What does the octane rating (e.g. 87, 89, 93) for gasoline quantify?
a) the ratio of higher quality fuel to oxygenates present
b) the ability to resist engine knocking or pre-ignition
c) the amount of engine-cleaning detergents added
d) the capacity to improve combustion efficiency and increase performance
The correct answer is (b) the ability to resist engine knocking. Engine knock, also called pinging or pre-ignition, occurs when the fuel-air mixture ignites prematurely by compression rather than normally by spark. This abnormal combustion, which may be caused by several factors, decreases horsepower and can damage the engine over time. The octane rating represents how much the fuel can be compressed before it spontaneously ignites.
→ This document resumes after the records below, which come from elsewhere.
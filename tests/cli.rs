//! Command-line parsing and whole-program runs against small fixtures.

use std::path::{Path, PathBuf};

use clap::Parser;
use helr::{run, Args, BackendKind, Mode};
use helr_inference::{InferenceError, LabelRule, NdArray, ReductionStrategy};

/// Four 2x2 images, labels 3/8 alternating, weights favouring the first pixel.
fn fixture(dir: &Path) -> (PathBuf, PathBuf, PathBuf) {
    let images = dir.join("images");
    let labels = dir.join("labels");
    let weights = dir.join("weights");
    NdArray::from_vec(&[4, 2, 2], vec![2u8, 0, 0, 0, 0, 1, 0, 0, 3, 0, 1, 0, 0, 0, 0, 2])
        .unwrap()
        .save_idx(&images)
        .unwrap();
    NdArray::from_vec(&[4], vec![3u8, 8, 3, 8])
        .unwrap()
        .save_idx(&labels)
        .unwrap();
    NdArray::from_vec(&[5], vec![1.0f64, -0.5, 0.0, -0.5, -0.5])
        .unwrap()
        .save_raw(&weights)
        .unwrap();
    (images, labels, weights)
}

fn args_for(dir: &Path, rest: &[&str]) -> Args {
    let (images, labels, weights) = fixture(dir);
    let mut argv = vec![
        "helr".to_string(),
        "--backend".into(),
        "plain".into(),
        "--images".into(),
        images.display().to_string(),
        "--labels".into(),
        labels.display().to_string(),
        "--weights".into(),
        weights.display().to_string(),
    ];
    argv.extend(rest.iter().map(|s| s.to_string()));
    Args::try_parse_from(argv).unwrap()
}

#[test]
fn parses_modes() {
    let args = Args::try_parse_from(["helr", "single"]).unwrap();
    assert_eq!(args.mode, Mode::Single { index: None });
    assert_eq!(args.backend, BackendKind::Ckks);

    let args = Args::try_parse_from(["helr", "single", "7"]).unwrap();
    assert_eq!(args.mode, Mode::Single { index: Some(7) });

    let args = Args::try_parse_from(["helr", "batch", "16"]).unwrap();
    assert_eq!(args.mode, Mode::Batch { batch_size: 16 });

    let args = Args::try_parse_from(["helr", "clear"]).unwrap();
    assert_eq!(args.mode, Mode::Clear { index: None });
}

#[test]
fn malformed_invocations_are_usage_errors() {
    assert!(Args::try_parse_from(["helr"]).is_err());
    assert!(Args::try_parse_from(["helr", "predict"]).is_err());
    assert!(Args::try_parse_from(["helr", "batch"]).is_err());
    assert!(Args::try_parse_from(["helr", "batch", "many"]).is_err());
    assert!(Args::try_parse_from(["helr", "--reduction", "sideways", "single"]).is_err());
    assert!(Args::try_parse_from(["helr", "--backend", "tfhe", "single"]).is_err());
}

#[test]
fn zero_batch_is_a_usage_error() {
    let err = Args::try_parse_from(["helr", "batch", "0"]).unwrap_err();
    assert_eq!(err.exit_code(), 2);
    assert!(Args::try_parse_from(["helr", "batch", "1"]).is_ok());
}

#[test]
fn flags_override_config_file() {
    let dir = tempfile::tempdir().unwrap();
    let config = dir.path().join("helr.json");
    std::fs::write(
        &config,
        r#"{"weights_path": "from-file.bin", "he": {"mult_depth": 6}, "reduction": "block-sum"}"#,
    )
    .unwrap();
    let args = Args::try_parse_from([
        "helr",
        "--config",
        config.to_str().unwrap(),
        "--scale-bits",
        "40",
        "--negative-label",
        "8",
        "--reduction",
        "rotate-all",
        "single",
    ])
    .unwrap();
    let cfg = args.resolve_config().unwrap();
    assert_eq!(cfg.weights_path, PathBuf::from("from-file.bin"));
    assert_eq!(cfg.he.mult_depth, 6);
    assert_eq!(cfg.he.scale_bits, 40);
    assert_eq!(cfg.reduction, ReductionStrategy::RotateAll);
    assert_eq!(
        cfg.label_rule,
        LabelRule::Pair {
            positive: 3,
            negative: 8
        }
    );
}

#[test]
fn positive_label_alone_is_one_vs_rest() {
    let args = Args::try_parse_from(["helr", "--positive-label", "5", "clear"]).unwrap();
    assert_eq!(
        args.resolve_config().unwrap().label_rule,
        LabelRule::OneVsRest { positive: 5 }
    );
}

#[test]
fn single_batch_and_clear_modes_run() {
    let dir = tempfile::tempdir().unwrap();
    run(args_for(dir.path(), &["single", "2"])).unwrap();
    run(args_for(dir.path(), &["single"])).unwrap();
    run(args_for(dir.path(), &["batch", "2"])).unwrap();
    run(args_for(dir.path(), &["clear"])).unwrap();
    run(args_for(dir.path(), &["clear", "1"])).unwrap();
}

#[test]
fn out_of_range_index_fails() {
    let dir = tempfile::tempdir().unwrap();
    let err = run(args_for(dir.path(), &["single", "4"])).unwrap_err();
    assert!(matches!(
        err.downcast_ref::<InferenceError>(),
        Some(InferenceError::IndexOutOfBounds { index: 4, length: 4 })
    ));
}

#[test]
fn single_without_index_scores_the_dataset() {
    let dir = tempfile::tempdir().unwrap();
    let mut args = args_for(dir.path(), &["single"]);
    args.labels = Some(dir.path().join("no-labels"));
    assert!(run(args).is_err());

    let mut args = args_for(dir.path(), &["single", "0"]);
    args.labels = Some(dir.path().join("no-labels"));
    run(args).unwrap();
}

#[test]
fn missing_dataset_is_fatal() {
    let args = Args::try_parse_from(["helr", "--images", "/nonexistent/images", "clear"]).unwrap();
    assert!(run(args).is_err());
}

#[test]
fn batched_rotate_all_is_rejected() {
    let dir = tempfile::tempdir().unwrap();
    let err = run(args_for(dir.path(), &["--reduction", "rotate-all", "batch", "2"])).unwrap_err();
    assert!(matches!(
        err.downcast_ref::<InferenceError>(),
        Some(InferenceError::InvalidConfig(_))
    ));
}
It does not mean that the gas is a higher quality, or will improve performance, or clean the engine better. Although high-performance cars tend to have higher engine compression ratios and therefore may need a high-octane gas, the majority of cars require no more than 87 octane. Save yourself some money at the gas tank by using the lowest octane rating recommended for your vehicle. You can find this information in your owner’s manual. If your engine and other components are operating properly, and you are using the recommended octane level for your car, you should not experience any knocking or pinging. If your engine is knocking, you can try a higher-octane gas to alleviate the symptoms, but it is best to have the true underlying problem diagnosed and repaired.